«(...) é preciso conhecer a língua para bem subvertê-la; o linde entre o gracejo linguístico e a zombaria é da espessura de um átomo. (...)»
Um dos tópicos mais estudados por quem busca harmonia textual é o paralelismo, que consiste basicamente na manutenção de simetria estrutural e semântica. Sintaticamente, devem-se evitar construções como «Não é necessário escolher entre o amor e trabalhar muito», uma vez que se estariam oferecendo duas opções de termos pertencentes a classes gramaticais diferentes: um substantivo e um verbo. Assim, em prol da estilística, indicam-se dois verbos (amar e trabalhar) ou dois substantivos (amor e trabalho).
Semanticamente, também se deve observar tal linearidade, sob pena de incorrer em esparrelas como «A força do Estado é maior que o cidadão comum». Compara-se, desse modo, o incomparável: «força» e «cidadão». Adequado, portanto, seria dizer «A força do Estado é maior que a do cidadão comum», ocorrendo assim o confronto da força de um polo com a de outro.
Especialmente no que diz respeito a esse último, é comum que justamente de sua ruptura surjam soluções estéticas originais capazes de dominar e fritar a mente mais incauta. Fazer dessa subversão um mecanismo de encantamento é desafio cumprido por poucos, uma vez que o ato requer excelente domínio dos mecanismos linguísticos relativos a paralelismo. Em outras palavras, é preciso conhecer a língua para bem subvertê-la; o linde entre o gracejo linguístico e a zombaria é da espessura de um átomo.
Bentinho, nosso Dom Casmurro, conhecia um rapaz do bairro «de vista e de chapéu». Ora, onde já se viu conhecer de vista e de chapéu! que combinação estranha!

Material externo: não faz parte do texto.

//! Pure markdown rendering of [`MessageElement`] trees.
//!
//! Asset re-hosting is asynchronous, so rendering is split into two passes:
//! [`collect_media_sources`] surfaces every media source that needs
//! transformation, the caller resolves them, and [`render_markdown`] consumes
//! the resolved map synchronously.

use std::collections::HashMap;

use crate::message_element::{MediaKind, MessageElement};

/// True when a media source must go through the asset transformer before it
/// can appear in a comment (anything that is not already a network URL).
pub fn needs_transform(src: &str) -> bool {
    !src.starts_with("http")
}

/// Walks the tree and returns each distinct media source that needs
/// transformation, in first-appearance order.
pub fn collect_media_sources(elements: &[MessageElement]) -> Vec<(MediaKind, String)> {
    let mut pending = Vec::new();
    let mut seen = std::collections::HashSet::new();
    let mut stack: Vec<&MessageElement> = elements.iter().rev().collect();
    while let Some(element) = stack.pop() {
        match element {
            MessageElement::Media { kind, src } => {
                if needs_transform(src) && seen.insert(src.clone()) {
                    pending.push((*kind, src.clone()));
                }
            }
            MessageElement::Bold(children)
            | MessageElement::Italic(children)
            | MessageElement::Strikethrough(children)
            | MessageElement::Code(children)
            | MessageElement::Paragraph(children)
            | MessageElement::Quote(children) => {
                stack.extend(children.iter().rev());
            }
            _ => {}
        }
    }
    pending
}

/// Renders the tree into one markdown string.
///
/// `resolved` maps transformed media sources to their re-hosted URL, or
/// `None` when transformation failed; failed or unresolved media render their
/// failure marker.
pub fn render_markdown(
    elements: &[MessageElement],
    resolved: &HashMap<String, Option<String>>,
) -> String {
    let mut buffer = String::new();
    render_into(&mut buffer, elements, resolved);
    buffer
}

fn render_into(
    buffer: &mut String,
    elements: &[MessageElement],
    resolved: &HashMap<String, Option<String>>,
) {
    for element in elements {
        match element {
            MessageElement::Text { content } => buffer.push_str(content),
            MessageElement::Mention { id, name } => {
                buffer.push('@');
                buffer.push_str(name.as_deref().unwrap_or(id));
            }
            MessageElement::ChannelLink { id, name } => {
                buffer.push('#');
                buffer.push_str(name.as_deref().unwrap_or(id));
            }
            MessageElement::Link { href } => buffer.push_str(href),
            MessageElement::Media { kind, src } => {
                let url = if needs_transform(src) {
                    resolved.get(src).and_then(Option::as_deref)
                } else {
                    Some(src.as_str())
                };
                match url {
                    Some(url) => match kind {
                        MediaKind::Image => {
                            buffer.push_str(&format!("![image]({url})"));
                        }
                        other => {
                            buffer.push_str(&format!("[{}]({url})", other.label()));
                        }
                    },
                    None => buffer.push_str(kind.failure_marker()),
                }
            }
            MessageElement::Bold(children) => {
                buffer.push_str("**");
                render_into(buffer, children, resolved);
                buffer.push_str("**");
            }
            MessageElement::Italic(children) => {
                buffer.push('*');
                render_into(buffer, children, resolved);
                buffer.push('*');
            }
            MessageElement::Strikethrough(children) => {
                buffer.push_str("~~");
                render_into(buffer, children, resolved);
                buffer.push_str("~~");
            }
            MessageElement::Code(children) => {
                buffer.push('`');
                render_into(buffer, children, resolved);
                buffer.push('`');
            }
            MessageElement::Paragraph(children) => {
                render_into(buffer, children, resolved);
                buffer.push_str("\n\n");
            }
            MessageElement::LineBreak => buffer.push('\n'),
            MessageElement::Quote(children) => {
                render_into(buffer, children, resolved);
            }
        }
    }
}

#[cfg(test)]
mod tests {
    use std::collections::HashMap;

    use super::{collect_media_sources, needs_transform, render_markdown};
    use crate::message_element::{MediaKind, MessageElement};

    #[test]
    fn unit_needs_transform_passes_network_urls_through() {
        assert!(!needs_transform("https://example.test/a.png"));
        assert!(!needs_transform("http://example.test/a.png"));
        assert!(needs_transform("file:///tmp/a.png"));
        assert!(needs_transform("base64://aGk="));
        assert!(needs_transform("/tmp/a.png"));
    }

    #[test]
    fn unit_collect_media_sources_dedups_and_skips_network_urls() {
        let elements = vec![
            MessageElement::image("https://example.test/direct.png"),
            MessageElement::Paragraph(vec![
                MessageElement::image("/tmp/local.png"),
                MessageElement::image("/tmp/local.png"),
                MessageElement::Media {
                    kind: MediaKind::File,
                    src: "base64://aGk=".to_string(),
                },
            ]),
        ];
        let pending = collect_media_sources(&elements);
        assert_eq!(
            pending,
            vec![
                (MediaKind::Image, "/tmp/local.png".to_string()),
                (MediaKind::File, "base64://aGk=".to_string()),
            ]
        );
    }

    #[test]
    fn functional_render_markdown_handles_inline_styles() {
        let elements = vec![
            MessageElement::Bold(vec![MessageElement::text("hot")]),
            MessageElement::text(" "),
            MessageElement::Italic(vec![MessageElement::text("take")]),
            MessageElement::text(" "),
            MessageElement::Strikethrough(vec![MessageElement::text("cold")]),
            MessageElement::text(" "),
            MessageElement::Code(vec![MessageElement::text("let x = 1;")]),
            MessageElement::LineBreak,
            MessageElement::Mention {
                id: "octo".to_string(),
                name: None,
            },
            MessageElement::text(" "),
            MessageElement::ChannelLink {
                id: "42".to_string(),
                name: Some("general".to_string()),
            },
        ];
        let rendered = render_markdown(&elements, &HashMap::new());
        assert_eq!(rendered, "**hot** *take* ~~cold~~ `let x = 1;`\n@octo #general");
    }

    #[test]
    fn functional_render_markdown_substitutes_failure_markers() {
        let elements = vec![
            MessageElement::image("https://example.test/ok.png"),
            MessageElement::image("/tmp/missing.png"),
            MessageElement::Media {
                kind: MediaKind::Audio,
                src: "/tmp/clip.ogg".to_string(),
            },
        ];
        let mut resolved = HashMap::new();
        resolved.insert("/tmp/missing.png".to_string(), None);
        resolved.insert(
            "/tmp/clip.ogg".to_string(),
            Some("https://uploads.test/clip.ogg".to_string()),
        );
        let rendered = render_markdown(&elements, &resolved);
        assert_eq!(
            rendered,
            "![image](https://example.test/ok.png)[image upload failed][audio](https://uploads.test/clip.ogg)"
        );
    }

    #[test]
    fn unit_render_markdown_paragraph_and_quote_layout() {
        let elements = vec![
            MessageElement::Paragraph(vec![MessageElement::text("first")]),
            MessageElement::Quote(vec![MessageElement::text("quoted")]),
        ];
        let rendered = render_markdown(&elements, &HashMap::new());
        assert_eq!(rendered, "first\n\nquoted");
    }
}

Estranha, mas jamais insossa, assim como o amor de Marcela, cortesã de luxo que amou Brás Cubas «durante quinze meses e onze contos de réis». O último caso tipografou-se para sempre nos livros de Português como exemplo de ironia e ruptura de paralelismo.
Drummond – que adorava as cifras e os códigos «sob a pele das palavras» – disse, quando em momento de irresignação pela demora da justiça, que o tempo era ainda «de fezes, maus poemas, alucinações e espera». O mesmo autor, ainda descrente de quase tudo, percebeu em outro poema que o tempo – máquina feroz – passa, mas deixa marcas de sua seiva impiedosa: «[...] de tudo fica um pouco. Da ponte bombardeada, de duas folhas de grama, do maço – vazio – de cigarros, ficou um pouco.»
O tempo de Drummond está se lixando se sua seiva sabe ou não o que é paralelismo semântico. A ponte bombardeada corre nas mesmas veias que o maço vazio de cigarros, assim como fezes e alucinações caminham siamesamente juntas. E Drummond se regozija porque não controla o tempo, mas controla a língua, que escraviza o tempo no papel.
Também Nelson Rodrigues chutou o paralelismo de todas as formas que pôde. Em um de seus lampejos, disse que «Ou a mulher é fria ou morde. Sem dentada não há amor possível». Sem dar a mínima, entregou a um adjetivo e a um verbo o mesmo poder: o de desnudar aquilo que para ele seria o maniqueísta comportamento feminino. E ficamos nós mulheres imparalelas e incompreendidas, semântica e sintaticamente.
O tempo passou e Drummond se foi, mas não se foi. Nem Nelson, nem Machado, esses grandes aparentes subversivos que à nossa língua continuam servindo com sua meticulosa rebeldia.